* Activity *
After locating the line with "let mut record" in the data that follows, return it and every later line exactly, up to and including the line with "submission error types".

......

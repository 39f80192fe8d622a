//! Form session: owns the working record and drives validation and submission

use super::error::{FieldPath, SubmitError, ValidationErrors};
use super::field::FieldSpec;
use super::group::EntryKey;
use super::options::ContentType;
use super::record::{BaseField, ContentRecord, FormValues};
use super::schema::{BlogPostEntry, EntrySchema, EventEntry, ProductListingEntry};
use super::validator::{self, ActiveSchema};

/// Borrow the group for a content type and evaluate `$body` against it
macro_rules! with_group {
    ($values:expr, $content_type:expr, |mut $group:ident| $body:expr) => {
        match $content_type {
            ContentType::BlogPost => {
                let $group = &mut $values.blog_posts;
                $body
            }
            ContentType::ProductListing => {
                let $group = &mut $values.product_listings;
                $body
            }
            ContentType::Event => {
                let $group = &mut $values.events;
                $body
            }
        }
    };
    ($values:expr, $content_type:expr, |$group:ident| $body:expr) => {
        match $content_type {
            ContentType::BlogPost => {
                let $group = &$values.blog_posts;
                $body
            }
            ContentType::ProductListing => {
                let $group = &$values.product_listings;
                $body
            }
            ContentType::Event => {
                let $group = &$values.events;
                $body
            }
        }
    };
}

/// Lifecycle of one form session
#[derive(Debug, Clone, Copy, PartialEq, Eq, Default)]
pub enum SessionState {
    #[default]
    Editing,
    /// Terminal: reached only after a passing validation
    Submitted,
}

/// Owns everything entered into one instance of the form
#[derive(Debug, Clone)]
pub struct FormSession {
    values: FormValues,
    state: SessionState,
    errors: ValidationErrors,
    /// Once set, every mutation re-runs validation
    submit_attempted: bool,
}

impl FormSession {
    pub fn new(content_type: ContentType) -> Self {
        tracing::debug!(%content_type, "Starting form session");
        Self {
            values: FormValues::new(content_type),
            state: SessionState::Editing,
            errors: ValidationErrors::new(),
            submit_attempted: false,
        }
    }

    pub fn values(&self) -> &FormValues {
        &self.values
    }

    pub fn state(&self) -> SessionState {
        self.state
    }

    pub fn is_submitted(&self) -> bool {
        self.state() == SessionState::Submitted
    }

    /// Raw discriminant value
    pub fn content_type(&self) -> &str {
        &self.values.content_type
    }

    /// Schema for the current discriminant, resolved on each call
    pub fn active_schema(&self) -> ActiveSchema {
        ActiveSchema::resolve(&self.values.content_type)
    }

    /// Content type whose group is shown, if any
    pub fn active_content_type(&self) -> Option<ContentType> {
        self.active_schema().content_type()
    }

    pub fn base(&self, field: BaseField) -> &str {
        self.values.base(field)
    }

    /// Change the discriminant. Groups of other content types are kept.
    pub fn set_content_type(&mut self, value: impl Into<String>) -> bool {
        let value = value.into();
        if !self.can_edit() {
            return false;
        }
        if value != self.values.content_type {
            tracing::info!(from = %self.values.content_type, to = %value, "Content type changed");
        }
        self.values.content_type = value;
        self.after_change();
        true
    }

    pub fn set_base(&mut self, field: BaseField, value: impl Into<String>) -> bool {
        if field == BaseField::ContentType {
            return self.set_content_type(value);
        }
        if !self.can_edit() {
            return false;
        }
        *self.values.base_mut(field) = value.into();
        self.after_change();
        true
    }

    pub fn fields(content_type: ContentType) -> &'static [FieldSpec] {
        match content_type {
            ContentType::BlogPost => BlogPostEntry::FIELDS,
            ContentType::ProductListing => ProductListingEntry::FIELDS,
            ContentType::Event => EventEntry::FIELDS,
        }
    }

    /// Descriptor of one entry field
    pub fn field_spec(content_type: ContentType, name: &str) -> Option<FieldSpec> {
        let spec = match content_type {
            ContentType::BlogPost => BlogPostEntry::field(name),
            ContentType::ProductListing => ProductListingEntry::field(name),
            ContentType::Event => EventEntry::field(name),
        };
        spec.copied()
    }

    pub fn group_key(content_type: ContentType) -> &'static str {
        match content_type {
            ContentType::BlogPost => BlogPostEntry::GROUP,
            ContentType::ProductListing => ProductListingEntry::GROUP,
            ContentType::Event => EventEntry::GROUP,
        }
    }

    pub fn entry_keys(&self, content_type: ContentType) -> Vec<EntryKey> {
        with_group!(self.values, content_type, |group| group.keys().collect())
    }

    pub fn entry_count(&self, content_type: ContentType) -> usize {
        with_group!(self.values, content_type, |group| group.len())
    }

    pub fn entry_position(&self, content_type: ContentType, key: EntryKey) -> Option<usize> {
        with_group!(self.values, content_type, |group| group.position(key))
    }

    pub fn entry_value(&self, content_type: ContentType, key: EntryKey, field: &str) -> Option<&str> {
        with_group!(self.values, content_type, |group| group
            .get(key)
            .and_then(|entry| entry.value(field)))
    }

    /// Find which content type's group holds an entry
    pub fn content_type_of(&self, key: EntryKey) -> Option<ContentType> {
        ContentType::ALL
            .into_iter()
            .find(|t| self.entry_position(*t, key).is_some())
    }

    pub fn can_append(&self, content_type: ContentType) -> bool {
        !self.is_submitted() && with_group!(self.values, content_type, |group| group.can_append())
    }

    pub fn can_remove(&self, content_type: ContentType) -> bool {
        !self.is_submitted() && with_group!(self.values, content_type, |group| group.can_remove())
    }

    /// Append an empty entry; `None` at capacity or after submission
    pub fn append_entry(&mut self, content_type: ContentType) -> Option<EntryKey> {
        if !self.can_edit() {
            return None;
        }
        let key = with_group!(self.values, content_type, |mut group| group.append_default());
        if key.is_some() {
            self.after_change();
        }
        key
    }

    /// Remove an entry by identity; no-op when it is the last one
    pub fn remove_entry(&mut self, content_type: ContentType, key: EntryKey) -> bool {
        if !self.can_edit() {
            return false;
        }
        let removed = with_group!(self.values, content_type, |mut group| group.remove_key(key));
        if removed {
            self.after_change();
        }
        removed
    }

    /// Set one field of one entry. False for unknown entries or fields.
    pub fn set_entry_field(
        &mut self,
        content_type: ContentType,
        key: EntryKey,
        field: &str,
        value: impl Into<String>,
    ) -> bool {
        if !self.can_edit() {
            return false;
        }
        let slot = with_group!(self.values, content_type, |mut group| group
            .get_mut(key)
            .and_then(|entry| entry.value_mut(field))
            .map(|slot| *slot = value.into()));
        if slot.is_some() {
            self.after_change();
            true
        } else {
            false
        }
    }

    /// Validate the current values without changing session state
    pub fn validate(&self) -> Result<(), ValidationErrors> {
        validator::validate(self.values())
    }

    /// Errors from the last submit attempt, kept current on each change
    pub fn errors(&self) -> &ValidationErrors {
        &self.errors
    }

    pub fn error_for(&self, path: &FieldPath) -> Option<String> {
        self.errors.message(path)
    }

    /// Error message for one field of one entry, looked up by its current position
    pub fn entry_error(&self, content_type: ContentType, key: EntryKey, field: &'static str) -> Option<String> {
        let index = self.entry_position(content_type, key)?;
        self.error_for(&FieldPath::Entry {
            group: Self::group_key(content_type),
            index,
            field,
        })
    }

    /// Validate and, on success, produce the filtered record and move to `Submitted`
    pub fn submit(&mut self) -> Result<ContentRecord, SubmitError> {
        if self.is_submitted() {
            return Err(SubmitError::AlreadySubmitted);
        }
        self.submit_attempted = true;

        if let Err(errors) = self.validate() {
            tracing::info!(count = errors.len(), "Submit blocked by validation errors");
            tracing::debug!(errors = ?errors.to_messages(), "Validation failures");
            self.errors = errors.clone();
            return Err(SubmitError::Invalid(errors));
        }

        self.errors.clear();
        let record = self.build_record();
        self.state = SessionState::Submitted;
        tracing::info!(
            content_type = %record.content_type,
            branch = record.branch_key().unwrap_or("none"),
            entries = record.entry_count(),
            "Form submitted"
        );
        Ok(record)
    }

    fn build_record(&self) -> ContentRecord {
        let mut record = ContentRecord {
            content_type: self.values.content_type.clone(),
            title: self.values.title.clone(),
            author: self.values.author.clone(),
            blog_posts: None,
            product_listings: None,
            events: None,
        };
        match self.active_schema() {
            ActiveSchema::BlogPost => record.blog_posts = Some(self.values.blog_posts.to_vec()),
            ActiveSchema::ProductListing => {
                record.product_listings = Some(self.values.product_listings.to_vec())
            }
            ActiveSchema::Event => record.events = Some(self.values.events.to_vec()),
            ActiveSchema::BaseOnly => {}
        }
        record
    }

    fn can_edit(&self) -> bool {
        if self.is_submitted() {
            tracing::debug!("Ignoring edit to a submitted form");
            return false;
        }
        true
    }

    fn after_change(&mut self) {
        if self.submit_attempted {
            self.errors = self.validate().err().unwrap_or_default();
        }
    }
}

impl Default for FormSession {
    fn default() -> Self {
        Self::new(ContentType::default())
    }
}
//! Validation and submission error types

use std::collections::BTreeMap;
use std::fmt;
use thiserror::Error;

/// The price checks, in evaluation order
#[derive(Debug, Clone, Copy, PartialEq, Eq)]
pub enum PriceCheck {
    NotANumber,
    NotPositive,
    BelowMinimum,
}

impl PriceCheck {
    pub fn message(&self) -> &'static str {
        match self {
            Self::NotANumber => "Price must be a number",
            Self::NotPositive => "Price must be a positive number",
            Self::BelowMinimum => "Price must be at least 1",
        }
    }
}

/// A single field-level validation failure
#[derive(Error, Debug, Clone, PartialEq, Eq)]
pub enum FieldError {
    /// Field is empty or absent
    #[error("{0}")]
    Required(&'static str),

    /// Value present but of the wrong shape
    #[error("{0}")]
    InvalidType(&'static str),

    #[error("{}", .0.message())]
    Price(PriceCheck),

    /// Active group has no entries
    #[error("{0}")]
    TooFew(&'static str),
}

/// Location of a validation failure within the working record
#[derive(Debug, Clone, Copy, PartialEq, Eq, PartialOrd, Ord, Hash)]
pub enum FieldPath {
    /// A shared top-level field (`title`)
    Base(&'static str),
    /// A whole repeatable group (`events`)
    Group(&'static str),
    /// One field of one entry (`productListings.1.price`)
    Entry {
        group: &'static str,
        index: usize,
        field: &'static str,
    },
}

impl fmt::Display for FieldPath {
    fn fmt(&self, f: &mut fmt::Formatter<'_>) -> fmt::Result {
        match self {
            Self::Base(name) | Self::Group(name) => f.write_str(name),
            Self::Entry {
                group,
                index,
                field,
            } => write!(f, "{group}.{index}.{field}"),
        }
    }
}

/// Mapping of field path to its first failing check
#[derive(Debug, Clone, Default, PartialEq, Eq)]
pub struct ValidationErrors(BTreeMap<FieldPath, FieldError>);

impl ValidationErrors {
    pub fn new() -> Self {
        Self::default()
    }

    /// Record an error; an earlier error for the same path wins
    pub fn insert(&mut self, path: FieldPath, error: FieldError) {
        self.0.entry(path).or_insert(error);
    }

    pub fn get(&self, path: &FieldPath) -> Option<&FieldError> {
        self.0.get(path)
    }

    /// Message for a path, as delivered to the rendering layer
    pub fn message(&self, path: &FieldPath) -> Option<String> {
        self.get(path).map(ToString::to_string)
    }

    pub fn is_empty(&self) -> bool {
        self.0.is_empty()
    }

    pub fn len(&self) -> usize {
        self.0.len()
    }

    pub fn clear(&mut self) {
        self.0.clear();
    }

    pub fn iter(&self) -> impl Iterator<Item = (&FieldPath, &FieldError)> {
        self.0.iter()
    }

    /// Path/message pairs keyed by the dotted path string
    pub fn to_messages(&self) -> BTreeMap<String, String> {
        self.iter()
            .map(|(path, error)| (path.to_string(), error.to_string()))
            .collect()
    }
}

impl fmt::Display for ValidationErrors {
    fn fmt(&self, f: &mut fmt::Formatter<'_>) -> fmt::Result {
        match self.0.len() {
            1 => write!(f, "1 field failed validation"),
            n => write!(f, "{n} fields failed validation"),
        }
    }
}

impl std::error::Error for ValidationErrors {}

/// Why a submit did not produce an output record
#[derive(Error, Debug, Clone, PartialEq, Eq)]
pub enum SubmitError {
    #[error("Validation failed: {0}")]
    Invalid(ValidationErrors),

    #[error("Form has already been submitted")]
    AlreadySubmitted,
}

#[cfg(test)]
mod tests {
    use super::*;

    #[test]
    fn test_field_error_messages() {
        assert_eq!(
            FieldError::Required("Title is required").to_string(),
            "Title is required"
        );
        assert_eq!(
            FieldError::Price(PriceCheck::BelowMinimum).to_string(),
            "Price must be at least 1"
        );
    }

    #[test]
    fn test_path_display() {
        assert_eq!(FieldPath::Base("title").to_string(), "title");
        assert_eq!(FieldPath::Group("events").to_string(), "events");
        let path = FieldPath::Entry {
            group: "productListings",
            index: 1,
            field: "price",
        };
        assert_eq!(path.to_string(), "productListings.1.price");
    }

    #[test]
    fn test_first_insert_wins() {
        let mut errors = ValidationErrors::new();
        let path = FieldPath::Base("title");
        errors.insert(path, FieldError::Required("first"));
        errors.insert(path, FieldError::Required("second"));
        assert_eq!(errors.len(), 1);
        assert_eq!(errors.message(&path).as_deref(), Some("first"));
    }

    #[test]
    fn test_to_messages() {
        let mut errors = ValidationErrors::new();
        errors.insert(FieldPath::Base("author"), FieldError::Required("Author is required"));
        let messages = errors.to_messages();
        assert_eq!(messages.get("author").map(String::as_str), Some("Author is required"));
    }

    #[test]
    fn test_display_counts_fields() {
        let mut errors = ValidationErrors::new();
        errors.insert(FieldPath::Base("title"), FieldError::Required("Title is required"));
        assert_eq!(errors.to_string(), "1 field failed validation");
        errors.insert(FieldPath::Base("author"), FieldError::Required("Author is required"));
        assert_eq!(errors.to_string(), "2 fields failed validation");
    }
}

......

* Solved problem *
        let mut record = ContentRecord {
            content_type: self.values.content_type.clone(),
            title: self.values.title.clone(),
            author: self.values.author.clone(),
            blog_posts: None,
            product_listings: None,
            events: None,
        };
        match self.active_schema() {
            ActiveSchema::BlogPost => record.blog_posts = Some(self.values.blog_posts.to_vec()),
            ActiveSchema::ProductListing => {
                record.product_listings = Some(self.values.product_listings.to_vec())
            }
            ActiveSchema::Event => record.events = Some(self.values.events.to_vec()),
            ActiveSchema::BaseOnly => {}
        }
        record
    }

    fn can_edit(&self) -> bool {
        if self.is_submitted() {
            tracing::debug!("Ignoring edit to a submitted form");
            return false;
        }
        true
    }

    fn after_change(&mut self) {
        if self.submit_attempted {
            self.errors = self.validate().err().unwrap_or_default();
        }
    }
}

impl Default for FormSession {
    fn default() -> Self {
        Self::new(ContentType::default())
    }
}
//! Validation and submission error types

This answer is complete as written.